At what age should you get out of the stock market? ›

There are no set ages to get into or to get out of the stock market. While older clients may want to reduce their investing risk as they age, this doesn't necessarily mean they should be totally out of the stock market.

What are the Warren Buffett's first 3 rules of investing money? ›

What are Warren Buffett's biggest investing rules?
  • Rule 1: Never lose money. This is considered by many to be Buffett's most important rule and is the foundation of his investment philosophy. ...
  • Rule 2: Focus on the long term. ...
  • Rule 3: Know what you're investing in.
Mar 6, 2024

How much money do I need to invest to make $3 000 a month? ›

Imagine you wish to amass $3000 monthly from your investments, amounting to $36,000 annually. If you park your funds in a savings account offering a 2% annual interest rate, you'd need to inject roughly $1.8 million into the account.

What percentage of millionaires use financial advisors? ›

The wealthy also trust and work with financial advisors at a far greater rate. The study found that 70% of millionaires versus 37% of the general population work with a financial advisor.

Do most financial advisors beat the market? ›

But even the best financial advisors are at the whim of the market. Most professional investors who try to beat the market actually underperform it over a given time period. And those who do manage to outperform the market over one time period can rarely outperform it again over the subsequent time period.
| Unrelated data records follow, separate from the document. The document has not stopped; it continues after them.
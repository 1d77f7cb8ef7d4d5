pub mod calendar;
pub mod candle;
pub mod timeframe;
pub mod window;

pub use calendar::{IstEquityCalendar, TradingCalendar};
pub use candle::{Candle, Provenance};
pub use timeframe::Timeframe;
pub use window::WindowSlice;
What is the bias of financial advisors? ›

This is the tendency to rely too heavily on the first piece of information that we receive. For example, if a financial adviser is told that a client's risk tolerance is "medium," they may be more likely to recommend investments that are riskier than they actually need to be. Another common bias is confirmation bias.

What are Warren Buffett's 5 rules of investing? ›

Here's Buffett's take on the five basic rules of investing.
  • Never lose money. ...
  • Never invest in businesses you cannot understand. ...
  • Our favorite holding period is forever. ...
  • Never invest with borrowed money. ...
  • Be fearful when others are greedy.